Nice coral. Should be alright in there imo. Even in a cycling tank my hitchhiker zoos and plate coral survived. Keep feeding 'em!


----------



## shark (Jan 28, 2009)

did u use RO water?


----------



## cablemike (Jan 7, 2009)

What does ro water matter for? I use tap water with prime conditioner and keep a bag of chemi pure elite in my filter and never had issues. Why does everyone throw the ro/di card when ever someone has a problem. You can have a successful reef tank on tap water. See here one.








And another








I don't think tap water hurt my tanks. They looked happy and healthy right? But if using tap water I would only use prime conditioner and no cheap crap.
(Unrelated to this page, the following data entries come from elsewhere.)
//! Handlers for genre listing.

use axum::extract::State;
use axum::response::IntoResponse;
use axum::Json;

use cinescope_core::error::CoreError;
use cinescope_db::repositories::GenreRepo;

use crate::error::AppResult;
use crate::state::AppState;

/// GET /api/genres
///
/// The full genre list; an empty catalog maps to 404.
pub async fn list_genres(State(state): State<AppState>) -> AppResult<impl IntoResponse> {
    let genres = GenreRepo::list_all(&state.pool).await?;
    if genres.is_empty() {
        return Err(CoreError::NoResults.into());
    }

    Ok(Json(genres))
}
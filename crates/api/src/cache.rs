//! Bounded, TTL-evicting cache for movie search batches.
//!
//! A filtered, sorted search fetches its leading rows once; page windows
//! inside that batch are then served as in-memory slices instead of
//! repeating the query for every page flip. Entries are keyed by the
//! normalized filter plus the ORDER BY clause and expire by capacity
//! (LRU-style) and TTL.

use std::sync::Arc;
use std::time::Duration;

use moka::future::Cache;

use cinescope_core::paging::{PageRequest, SEARCH_BATCH_ROWS};
use cinescope_db::models::movie::{MovieFilter, MovieSummary};
use cinescope_db::repositories::MovieRepo;
use cinescope_db::DbPool;

/// Shared cache of search result batches.
pub struct SearchCache {
    batches: Cache<String, Arc<Vec<MovieSummary>>>,
}

impl SearchCache {
    pub fn new(capacity: u64, ttl: Duration) -> Self {
        let batches = Cache::builder()
            .max_capacity(capacity)
            .time_to_live(ttl)
            .build();
        Self { batches }
    }

    /// Serve one page window from the batch cached under `key`, running the
    /// batch query only when the entry is absent.
    ///
    /// Population is single-flight per key: concurrent requests for the
    /// same key share one query, and all waiters receive its result (or
    /// its error).
    pub async fn page_window(
        &self,
        pool: &DbPool,
        key: String,
        filter: &MovieFilter,
        order_by: &str,
        page: PageRequest,
    ) -> Result<Vec<MovieSummary>, Arc<sqlx::Error>> {
        let batch = self
            .batches
            .try_get_with(key, async {
                tracing::debug!(order_by, "Populating search batch");
                MovieRepo::search_batch(pool, filter, order_by, SEARCH_BATCH_ROWS)
                    .await
                    .map(Arc::new)
            })
            .await?;

        let len = batch.len() as i64;
        let start = page.offset().min(len) as usize;
        let end = (page.offset() + page.limit()).min(len) as usize;
        Ok(batch[start..end].to_vec())
    }

    /// Whether the requested window lies entirely inside a cached batch.
    /// Windows past the batch must go to the database directly.
    pub fn window_within_batch(page: PageRequest) -> bool {
        page.offset() + page.limit() <= SEARCH_BATCH_ROWS
    }
}

/// Derive the cache key for a filter + sort combination.
///
/// The filter must already be normalized so that parameter sets selecting
/// the same rows produce the same key.
pub fn batch_key(filter: &MovieFilter, order_by: &str) -> String {
    format!(
        "name={:?};genres={:?};year={:?}..{:?};rating={:?}..{:?};\
         minute={:?}..{:?};actor={:?},{:?};{order_by}",
        filter.name,
        filter.genres,
        filter.min_year,
        filter.max_year,
        filter.min_rating,
        filter.max_rating,
        filter.min_duration,
        filter.max_duration,
        filter.actor_id,
        filter.actor_name,
    )
}

// ---------------------------------------------------------------------------
// Tests
// ---------------------------------------------------------------------------
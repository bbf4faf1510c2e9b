//! Handlers for poster lookup.

use axum::extract::{Query, State};
use axum::response::IntoResponse;
use axum::Json;
use serde::Deserialize;

use cinescope_core::error::CoreError;
use cinescope_core::types::DbId;
use cinescope_db::repositories::PosterRepo;

use crate::error::AppResult;
use crate::state::AppState;

/// Query parameters for poster lookup. `id` is required; a missing or
/// non-numeric value is rejected by the extractor with a 400.
#[derive(Debug, Deserialize)]
pub struct PosterQueryParams {
    pub id: DbId,
}

/// GET /api/movie_poster?id=...
///
/// The poster belonging to one movie id.
pub async fn get_movie_poster(
    State(state): State<AppState>,
    Query(params): Query<PosterQueryParams>,
) -> AppResult<impl IntoResponse> {
    // Implausible ids are a miss, not an error.
    if params.id <= 0 {
        return Err(CoreError::NotFound {
            entity: "Poster",
            id: params.id,
        }
        .into());
    }

    let poster = PosterRepo::find_by_id(&state.pool, params.id)
        .await?
        .ok_or(CoreError::NotFound {
            entity: "Poster",
            id: params.id,
        })?;

    Ok(Json(poster))
}
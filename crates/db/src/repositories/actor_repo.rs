//! Repository for the `actors` table.

use sqlx::PgPool;

use cinescope_core::paging::PageRequest;

use crate::models::actor::Actor;
use crate::predicates::{bind_values, bind_values_scalar, PredicateSet};

const COLUMNS: &str = "id, name";

/// Provides search operations for actors.
pub struct ActorRepo;

impl ActorRepo {
    /// Fetch one page of actors, optionally narrowed by a name substring.
    pub async fn search(
        pool: &PgPool,
        name: Option<&str>,
        order_by: &str,
        page: PageRequest,
    ) -> Result<Vec<Actor>, sqlx::Error> {
        let predicates = build_actor_filter(name);
        let where_clause = predicates.where_clause();
        let bind_idx = predicates.next_index();

        let query = format!(
            "SELECT {COLUMNS} FROM actors {where_clause} \
             {order_by} LIMIT ${bind_idx} OFFSET ${}",
            bind_idx + 1
        );

        let q = bind_values(sqlx::query_as::<_, Actor>(&query), predicates.values());
        q.bind(page.limit())
            .bind(page.offset())
            .fetch_all(pool)
            .await
    }

    /// Count actors matching the name filter (for pagination metadata).
    pub async fn count(pool: &PgPool, name: Option<&str>) -> Result<i64, sqlx::Error> {
        let predicates = build_actor_filter(name);
        let where_clause = predicates.where_clause();

        let query = format!("SELECT COUNT(*)::BIGINT AS count FROM actors {where_clause}");

        let q = bind_values_scalar(sqlx::query_scalar::<_, i64>(&query), predicates.values());
        q.fetch_one(pool).await
    }
}

fn build_actor_filter(name: Option<&str>) -> PredicateSet {
    let mut predicates = PredicateSet::new();
    if let Some(name) = name {
        if !name.is_empty() {
            predicates.contains("name", name);
        }
    }
    predicates
}
//! Shared type aliases.

/// Database row identifier (BIGINT).
pub type DbId = i64;
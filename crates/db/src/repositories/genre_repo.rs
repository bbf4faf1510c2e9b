//! Repository for the `genres` table.

use sqlx::PgPool;

use crate::models::genre::Genre;

/// Provides lookup operations for genres.
pub struct GenreRepo;

impl GenreRepo {
    /// List every genre in id order.
    pub async fn list_all(pool: &PgPool) -> Result<Vec<Genre>, sqlx::Error> {
        sqlx::query_as::<_, Genre>(
            "SELECT genre_id, genre AS genre_name FROM genres ORDER BY genre_id",
        )
        .fetch_all(pool)
        .await
    }
}
//! Handlers for actor search endpoints.

use axum::extract::{Query, State};
use axum::response::IntoResponse;
use axum::Json;
use serde::Deserialize;

use cinescope_core::error::CoreError;
use cinescope_core::paging::{Page, PageRequest};
use cinescope_core::sorting::{order_by_clause, ACTOR_SORT_FIELDS, ACTOR_TIE_BREAK_COLUMN};
use cinescope_db::repositories::ActorRepo;

use crate::error::AppResult;
use crate::state::AppState;

/// Query parameters for actor search.
#[derive(Debug, Deserialize)]
pub struct ActorQueryParams {
    pub name: Option<String>,
    pub sort_by: Option<String>,
    pub sort_direction: Option<String>,
    pub page_num: Option<i64>,
    pub page_sz: Option<i64>,
}

/// GET /api/actors
///
/// Paged actor listing, optionally narrowed by a name substring.
pub async fn search_actors(
    State(state): State<AppState>,
    Query(params): Query<ActorQueryParams>,
) -> AppResult<impl IntoResponse> {
    let order_by = order_by_clause(
        ACTOR_SORT_FIELDS,
        ACTOR_TIE_BREAK_COLUMN,
        params.sort_by.as_deref(),
        params.sort_direction.as_deref(),
    )?;

    let page = PageRequest::from_params(params.page_num, params.page_sz);
    let name = params.name.as_deref().filter(|n| !n.is_empty());

    let actors = ActorRepo::search(&state.pool, name, &order_by, page).await?;
    if actors.is_empty() {
        return Err(CoreError::NoResults.into());
    }

    let total = ActorRepo::count(&state.pool, name).await?;

    Ok(Json(Page::new(actors, page, total)))
}
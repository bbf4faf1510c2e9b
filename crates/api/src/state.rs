use std::sync::Arc;

use crate::cache::SearchCache;
use crate::config::ServerConfig;

/// Shared application state available to all Axum handlers via `State<AppState>`.
///
/// This is cheaply cloneable (inner data is behind `Arc` or is already `Clone`).
#[derive(Clone)]
pub struct AppState {
    /// Database connection pool.
    pub pool: cinescope_db::DbPool,
    /// Server configuration.
    pub config: Arc<ServerConfig>,
    /// Cached movie search batches.
    pub search_cache: Arc<SearchCache>,
}
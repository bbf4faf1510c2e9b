//! Repository for the `posters` table.

use sqlx::PgPool;

use cinescope_core::types::DbId;

use crate::models::poster::Poster;

/// Provides lookup operations for movie posters.
pub struct PosterRepo;

impl PosterRepo {
    /// Find the poster for one movie id.
    pub async fn find_by_id(pool: &PgPool, id: DbId) -> Result<Option<Poster>, sqlx::Error> {
        sqlx::query_as::<_, Poster>("SELECT id, link FROM posters WHERE id = $1")
            .bind(id)
            .fetch_optional(pool)
            .await
    }
}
Also I suggest running a bag of chemi pure elite as it will remove the phosphate and silicates as well as heavy metals and crap. I trust it works based on my results.


----------



## J_T (Mar 25, 2011)

Tap water....

I too had a nice tank that used tap water. However, why buy chemicals and trust they remove everything (Remove? where does the TDS go? Guess it doesn't remove)

Using a RO/DI I know that the water is 0 TDS. My salt disolves faster, and I know that there is nothing to hinder my tank.
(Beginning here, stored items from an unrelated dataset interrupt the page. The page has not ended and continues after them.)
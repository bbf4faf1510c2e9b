use axum::extract::State;
use axum::{routing::get, Json, Router};
use serde::Serialize;

use crate::state::AppState;

/// Health check response payload.
#[derive(Serialize)]
pub struct HealthResponse {
    pub status: &'static str,
    pub version: &'static str,
    pub db_healthy: bool,
}

/// GET /health -- reports service liveness and database reachability.
async fn health_check(State(state): State<AppState>) -> Json<HealthResponse> {
    let db_healthy = cinescope_db::health_check(&state.pool).await.is_ok();

    Json(HealthResponse {
        status: if db_healthy { "ok" } else { "degraded" },
        version: env!("CARGO_PKG_VERSION"),
        db_healthy,
    })
}

/// Mount health check routes (root-level, not under `/api`).
pub fn router() -> Router<AppState> {
    Router::new().route("/health", get(health_check))
}
//! Repository layer.
//!
//! Each repository is a zero-sized struct providing async read methods
//! that accept `&PgPool` as the first argument. The catalog is read-only,
//! so there are no insert or update paths here.

pub mod actor_repo;
pub mod genre_repo;
pub mod movie_repo;
pub mod oscar_award_repo;
pub mod poster_repo;

pub use actor_repo::ActorRepo;
pub use genre_repo::GenreRepo;
pub use movie_repo::MovieRepo;
pub use oscar_award_repo::OscarAwardRepo;
pub use poster_repo::PosterRepo;
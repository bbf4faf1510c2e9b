//! Shared fixtures for repository integration tests.
//!
//! `seed_catalog` installs a small movie catalog with deliberate gaps:
//! NULL ratings, years, and minutes; a poster row with a NULL link; an
//! actor with two roles in the same movie. The filter and sort tests
//! depend on those gaps, so extend the data rather than filling them in.

// Not every test binary touches every fixture.
#![allow(dead_code)]

use sqlx::PgPool;

/// Movie ids in ascending rating order, NULL rating last.
pub const RATING_ASC_IDS: [i64; 8] = [6, 4, 8, 5, 2, 7, 1, 3];

/// Seed movies, genres, actors, posters, and the movie 1 relations.
pub async fn seed_catalog(pool: &PgPool) {
    sqlx::query(
        "INSERT INTO movies (id, name, date, tagline, description, minute, rating) VALUES
         (1, 'The Long Harbor', 1995, 'Every tide returns', 'A dockside reckoning.', 142, 8.3),
         (2, 'Night Shift', 2001, NULL, 'One ward, one night.', 98, 6.4),
         (3, 'Paper Moons', 1987, 'Cut-out dreams', NULL, 115, NULL),
         (4, 'Silent Era', NULL, NULL, 'Found-footage collage.', 80, 4.9),
         (5, 'Iron Garden', 2015, NULL, NULL, NULL, 6.1),
         (6, 'Glass Coast', 2019, 'Nothing sticks', 'A resort out of season.', 105, 3.2),
         (7, 'The Harbor Line', 1999, NULL, 'A ferry route disappears.', 131, 7.8),
         (8, 'Red Meridian', 2010, NULL, 'A border town heist.', 88, 5.5)",
    )
    .execute(pool)
    .await
    .unwrap();

    sqlx::query(
        "INSERT INTO genres (genre_id, genre) VALUES
         (1, 'Drama'), (2, 'Crime'), (3, 'Comedy'), (4, 'Thriller')",
    )
    .execute(pool)
    .await
    .unwrap();

    sqlx::query(
        "INSERT INTO movie_has_genres (movie_id, genre_id) VALUES
         (1, 1), (1, 2),
         (2, 4),
         (3, 3), (3, 1),
         (4, 1),
         (5, 4), (5, 2),
         (6, 3),
         (7, 1), (7, 2), (7, 4),
         (8, 2)",
    )
    .execute(pool)
    .await
    .unwrap();

    sqlx::query(
        "INSERT INTO actors (id, name) VALUES
         (101, 'Elena Vasquez'),
         (102, 'Marcus Webb'),
         (103, 'Sofia Linares'),
         (104, NULL)",
    )
    .execute(pool)
    .await
    .unwrap();

    // Actor 101 carries two roles in movie 1 on purpose: membership
    // filters must still return the movie once.
    sqlx::query(
        "INSERT INTO movies_have_actors (movie_id, actor_id, role) VALUES
         (1, 101, 'Captain Reyes'),
         (1, 101, 'Young Reyes'),
         (1, 102, 'Dockmaster'),
         (2, 101, 'Nurse Calloway'),
         (3, 103, 'Lily'),
         (5, 102, 'Gardener'),
         (7, 101, 'Harbormaster'),
         (7, 103, 'Inspector Vale'),
         (8, 104, 'The Stranger')",
    )
    .execute(pool)
    .await
    .unwrap();

    sqlx::query(
        "INSERT INTO posters (id, link) VALUES
         (1, 'https://img.example/long-harbor.jpg'),
         (2, 'https://img.example/night-shift.jpg'),
         (3, NULL)",
    )
    .execute(pool)
    .await
    .unwrap();

    // Relations attached to movie 1, exercised by the detail lookup.
    sqlx::query(
        "INSERT INTO crew (id, role, name) VALUES
         (1, 'Director', 'Hanna Pryce'),
         (1, 'Composer', 'Felix Orta')",
    )
    .execute(pool)
    .await
    .unwrap();

    sqlx::query("INSERT INTO themes (id, theme) VALUES (1, 'Isolation'), (1, 'Redemption')")
        .execute(pool)
        .await
        .unwrap();

    sqlx::query(
        "INSERT INTO languages (id, type, language) VALUES
         (1, 'Spoken', 'English'),
         (1, 'Spoken', 'Spanish')",
    )
    .execute(pool)
    .await
    .unwrap();

    sqlx::query("INSERT INTO country (id, name) VALUES (201, 'United States'), (202, 'Spain')")
        .execute(pool)
        .await
        .unwrap();

    sqlx::query("INSERT INTO movie_have_countries (movie_id, country_id) VALUES (1, 201), (1, 202)")
        .execute(pool)
        .await
        .unwrap();

    sqlx::query("INSERT INTO studio (id, name) VALUES (301, 'Harbor Light Pictures')")
        .execute(pool)
        .await
        .unwrap();

    sqlx::query("INSERT INTO movie_have_studios (movie_id, studio_id) VALUES (1, 301)")
        .execute(pool)
        .await
        .unwrap();

    sqlx::query(
        "INSERT INTO releases (id, country, date, type, rating) VALUES
         (1, 201, '1995-06-12', 'Theatrical', 'R'),
         (1, 202, '1995-09-01', 'Theatrical', NULL)",
    )
    .execute(pool)
    .await
    .unwrap();
}

/// Seed the award records. Row 5 has a NULL film year and film name,
/// exercising NULL-tolerant range filters.
pub async fn seed_oscar_awards(pool: &PgPool) {
    sqlx::query(
        "INSERT INTO oscar_awards \
         (id, year_film, year_ceremony, ceremony, category, name, film, winner) VALUES
         (1, 1994, 1995, 67, 'BEST PICTURE', 'Saul Mendick, Producer', 'The Long Harbor', TRUE),
         (2, 1994, 1995, 67, 'ACTRESS IN A LEADING ROLE', 'Elena Vasquez', 'The Long Harbor', FALSE),
         (3, 2000, 2001, 73, 'BEST PICTURE', 'Nadia Bloom, Producer', 'Night Shift', FALSE),
         (4, 2000, 2001, 73, 'MUSIC (Original Score)', 'Felix Orta', 'Night Shift', TRUE),
         (5, NULL, 1929, 2, 'SPECIAL AWARD', 'Warner Bros.', NULL, TRUE),
         (6, 2014, 2015, 87, 'ACTRESS IN A SUPPORTING ROLE', 'Sofia Linares', 'Iron Garden', FALSE)",
    )
    .execute(pool)
    .await
    .unwrap();
}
Costs? IMO, likely the same over the life of the tank. Comparing DI changes, prefilters and membrane to the cost of the conditioners, and other items needed to keep the tank "clean"

I think the knee jerk question comes as a reflex. Someone new having issues, and it is easiest to start offering ways to reduce problems. To a new person, conditioning water isn't second nature. Hell, mixing fresh water is done "wrong" (based on the label) by most of us (me included)


----------



## altcharacter (Jan 10, 2011)

I kinda agree with JT about the water. Why buy Prime conditioner and add it to your water if you're worried about the tap water. It's just another chemical going into the water...not to say that it would harm but it's an extra expense and process that a RO/DI is already doing.


----------



## cablemike (Jan 7, 2009)

What about all the waste water, water ain't that cheap either. It just seems awfully wasteful to me. And having to replace cartridges every couple months then when the membrane goes its a real expense. My tap water reads 110 ppm anyways.


----------



## altcharacter (Jan 10, 2011)

Not bad water at all!! Mine reads 187ppm so I have a different problem than you and the waste water gets fed to the plants outside so i'm not wasting.


----------



## bigfishy (Jun 19, 2009)

cablemike said:


> What about all the waste water, water ain't that cheap either. It just seems awfully wasteful to me. And having to replace cartridges every couple months then when the membrane goes its a real expense. My tap water reads 110 ppm anyways.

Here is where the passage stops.